Several States Already Recognize Direct Holder Claims
Courts from several other states permit shareholders to bring direct holder claims if they have been induced to delay or cancel their plan to sell stock due to misrepresentations by a company or its directors. They generally require a showing of concrete reliance by the shareholder on the alleged deceptive communications. For example, the California Supreme Court held that claimants who actually relied on alleged misrepresentations published in official financial reports could sue directly. Small v. Fritz Cos., 30 Cal. 4th 167, 185 (Cal. 2003) (“Plaintiff here did not attempt to bring a derivative action, however. His complaint does not allege injury to the corporation or a wrong common to the entire body of stockholders, but only to those stockholders who actually relied on defendants’ misrepresentations. Thus, the complaint must stand or fall on the allegations of personal reliance.”). The Georgia Supreme Court, relying in part on the California Supreme Court’s rationale in Small, also recognized that shareholders who allege concrete reliance can bring direct holder claims under common-law fraud and misrepresentation theories. Holmes v. Grubman, 691 S.E.2d 196, 200 (Ga. 2010) (“ We see no reason why our authorization of common-law fraud claims based on forbearance in the sale of publicly traded securities, along with the limitations articulated above, should not extend to Appellants’ other common-law tort claims”). The courts of several other states (including Massachusetts, New Jersey, Texas, and New York) have all recognized direct holder claims in cases where the shareholder actually perceived the corporate communication and specifically relied on it, resulting in forbearance in the sale of securities.  

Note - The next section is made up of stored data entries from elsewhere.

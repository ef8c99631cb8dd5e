use std::net::TcpListener;
use std::path::PathBuf;

use portico_host::api;
use portico_host::config::Settings;
use tokio::signal;

const VERSION: &str = env!("CARGO_PKG_VERSION");

fn print_banner() {
    eprintln!();
    eprintln!("  \x1b[1;36m╔════════════════════════════════════════════╗\x1b[0m");
    eprintln!("  \x1b[1;36m║                                            ║\x1b[0m");
    eprintln!("  \x1b[1;36m║\x1b[0m   \x1b[1;96mportico\x1b[0m                                  \x1b[1;36m║\x1b[0m");
    eprintln!("  \x1b[1;36m║\x1b[0m   \x1b[2;37mYour services, one page.\x1b[0m  \x1b[2;35mv{VERSION:<14}\x1b[0m\x1b[1;36m║\x1b[0m");
    eprintln!("  \x1b[1;36m║                                            ║\x1b[0m");
    eprintln!("  \x1b[1;36m╚════════════════════════════════════════════╝\x1b[0m");
    eprintln!();
}

fn print_connection_info(bind: &str, http_port: u16) {
    eprintln!("  \x1b[1;32m[page]\x1b[0m   Single binary mode - all assets embedded");
    eprintln!("  \x1b[1;32m[http]\x1b[0m   Listening on port \x1b[1;96m{http_port}\x1b[0m");
    eprintln!();
    eprintln!("  \x1b[1;37m>\x1b[0m Open: \x1b[4;96mhttp://{bind}:{http_port}\x1b[0m");
    eprintln!();
    eprintln!("  \x1b[2mPress Ctrl+C to stop\x1b[0m");
    eprintln!();
}

/// Graceful start: Check if port is available
fn check_port_available(bind: &str, port: u16) -> bool {
    TcpListener::bind(format!("{bind}:{port}")).is_ok()
}

/// Graceful start: Find available port starting from default
fn find_available_port(bind: &str, start: u16) -> Option<u16> {
    (start..start + 10).find(|&port| check_port_available(bind, port))
}

fn print_help() {
    println!("portico - Your services, one page");
    println!();
    println!("USAGE:");
    println!("    portico [serve] [OPTIONS]");
    println!();
    println!("OPTIONS:");
    println!("    -c, --config PATH  Read settings from PATH instead of the default");
    println!("    -p, --port N       Listen on port N (overrides settings)");
    println!("    -b, --bind ADDR    Bind to ADDR (overrides settings)");
    println!("    -h, --help         Print help information");
    println!("    -v, --version      Print version");
    println!();
    println!("CONFIG:");
    println!("    ~/.config/portico/portico.toml");
    println!();
    println!("EXAMPLES:");
    println!("    portico                          Start with the default settings");
    println!("    portico --config ./portico.toml  Start with a local settings file");
    println!("    portico --port 9000              Start on port 9000");
}

#[tokio::main]
async fn main() -> anyhow::Result<()> {
    // Initialize structured logging (tracing)
    tracing_subscriber::fmt()
        .with_target(false)
        .with_level(true)
        .init();

    // Handle --version, --help and the serve options
    let args: Vec<String> = std::env::args().collect();
    let mut settings_path: Option<PathBuf> = None;
    let mut port_override: Option<u16> = None;
    let mut bind_override: Option<String> = None;
    let mut i = 1;
    while i < args.len() {
        match args[i].as_str() {
            "--version" | "-v" => {
                println!("portico {VERSION}");
                return Ok(());
            }
            "--help" | "-h" => {
                print_help();
                return Ok(());
            }
            "--config" | "-c" if i + 1 < args.len() => {
                settings_path = Some(PathBuf::from(&args[i + 1]));
                i += 2;
            }
            "--port" | "-p" if i + 1 < args.len() => {
                match args[i + 1].parse::<u16>() {
                    Ok(p) => port_override = Some(p),
                    Err(_) => {
                        eprintln!("error: invalid port '{}'", args[i + 1]);
                        std::process::exit(1);
                    }
                }
                i += 2;
            }
            "--bind" | "-b" if i + 1 < args.len() => {
                bind_override = Some(args[i + 1].clone());
                i += 2;
            }
            // "serve" is the default and only command; stray args are ignored
            _ => i += 1,
        }
    }

    print_banner();

    // === LOAD SETTINGS ===
    let mut settings = if let Some(path) = settings_path {
        let Some(settings) = Settings::load_from_path(&path) else {
            eprintln!(
                "  \x1b[1;31m[error]\x1b[0m  Could not read settings from {}",
                path.display()
            );
            std::process::exit(1);
        };
        eprintln!("  \x1b[1;32m[config]\x1b[0m Loaded from {}", path.display());
        settings
    } else {
        Settings::create_default_if_missing();
        let settings = Settings::load();
        eprintln!(
            "  \x1b[1;32m[config]\x1b[0m Loaded from {}",
            Settings::default_settings_path().display()
        );
        settings
    };

    // Command line overrides win over the settings file
    if let Some(port) = port_override {
        settings.server.http_port = port;
    }
    if let Some(bind) = bind_override {
        settings.server.bind = bind;
    }

    // === GRACEFUL START ===
    let http_port = if check_port_available(&settings.server.bind, settings.server.http_port) {
        settings.server.http_port
    } else {
        eprintln!(
            "  \x1b[1;33m[warn]\x1b[0m   Port {} in use, finding alternative...",
            settings.server.http_port
        );
        if let Some(p) = find_available_port(&settings.server.bind, settings.server.http_port + 1) {
            eprintln!("  \x1b[1;32m[check]\x1b[0m  Using HTTP port {p}");
            p
        } else {
            eprintln!(
                "  \x1b[1;31m[error]\x1b[0m  No available HTTP ports in range {}-{}",
                settings.server.http_port,
                settings.server.http_port + 10
            );
            std::process::exit(1);
        }
    };

    eprintln!(
        "  \x1b[1;32m[apps]\x1b[0m   {} apps, {} links from settings",
        settings.apps.len(),
        settings.links.len()
    );

    let bind = settings.server.bind.clone();
    print_connection_info(&bind, http_port);

    // === START EMBEDDED HTTP SERVER (axum) ===
    let state = api::AppState::new(settings);
    let app = api::router(state);

    let http_addr = format!("{bind}:{http_port}");
    let http_listener = tokio::net::TcpListener::bind(&http_addr).await?;

    let http_server = axum::serve(http_listener, app);

    // === GRACEFUL SHUTDOWN HANDLER ===
    let shutdown_signal = async {
        // Wait for Ctrl+C or SIGTERM
        let ctrl_c = async {
            signal::ctrl_c()
                .await
                .expect("Failed to install Ctrl+C handler");
        };

        #[cfg(unix)]
        let terminate = async {
            signal::unix::signal(signal::unix::SignalKind::terminate())
                .expect("Failed to install SIGTERM handler")
                .recv()
                .await;
        };

        #[cfg(not(unix))]
        let terminate = std::future::pending::<()>();

        tokio::select! {
            () = ctrl_c => {},
            () = terminate => {},
        }

        eprintln!();
        eprintln!("  \x1b[1;33m[peace]\x1b[0m  Graceful shutdown initiated...");
        eprintln!("  \x1b[1;32m[done]\x1b[0m   Page is down. See you.");
        eprintln!();
    };

    // Run the server with the shutdown handler
    tokio::select! {
        result = http_server => {
            if let Err(e) = result {
                eprintln!("  \x1b[1;31m[error]\x1b[0m  HTTP server error: {e}");
            }
        }
        () = shutdown_signal => {}
    }

    Ok(())
}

Meanwhile other jurisdictions continue to hew closely to the proposition that shareholders plead derivative claims when they allege an injury solely quantified by the pro rata loss in value of corporate assets because their personal losses are secondary to the direct injury to the company. See, e.g., Ex parte Regions Fin. Corp., 67 So. 3d 45, 54 (Ala. 2010) (holding that claims are direct where shareholders cannot prove claims without showing injury to the corporation and citing Tooley). These hard-line decisions are motivated by a range of concerns, including that shareholders will fabricate claims to extort settlements after making bad investments and the difficulty of proving causation by anything other than oral testimony. They also argue that the board of directors should be the sole manager of the company’s litigation rights whenever the harm is measured by a drop in stock prices and that these claims must be derivative to avoid duplicative litigation and double recoveries. In addition, federal securities laws have been interpreted to support the conventional view that holder claims are derivative. Based on long-standing precedent, the courts have interpreted the Securities and Exchange Commission’s anti-fraud regulations, see 17 C.F.R. § 240.10b-5, as aimed solely at misrepresentations that induce a party to either purchase or sell a security, as opposed to holding one. See Blue Chip Stamps v. Manor Drug Stores, 421 U.S. 723 (1975) (holding Rule 10b-5 does not provide standing for holder claims). However, this interpretation of federal securities laws, many have observed, was not intended to supersede causes of action under state law. Id. at 739 n.9.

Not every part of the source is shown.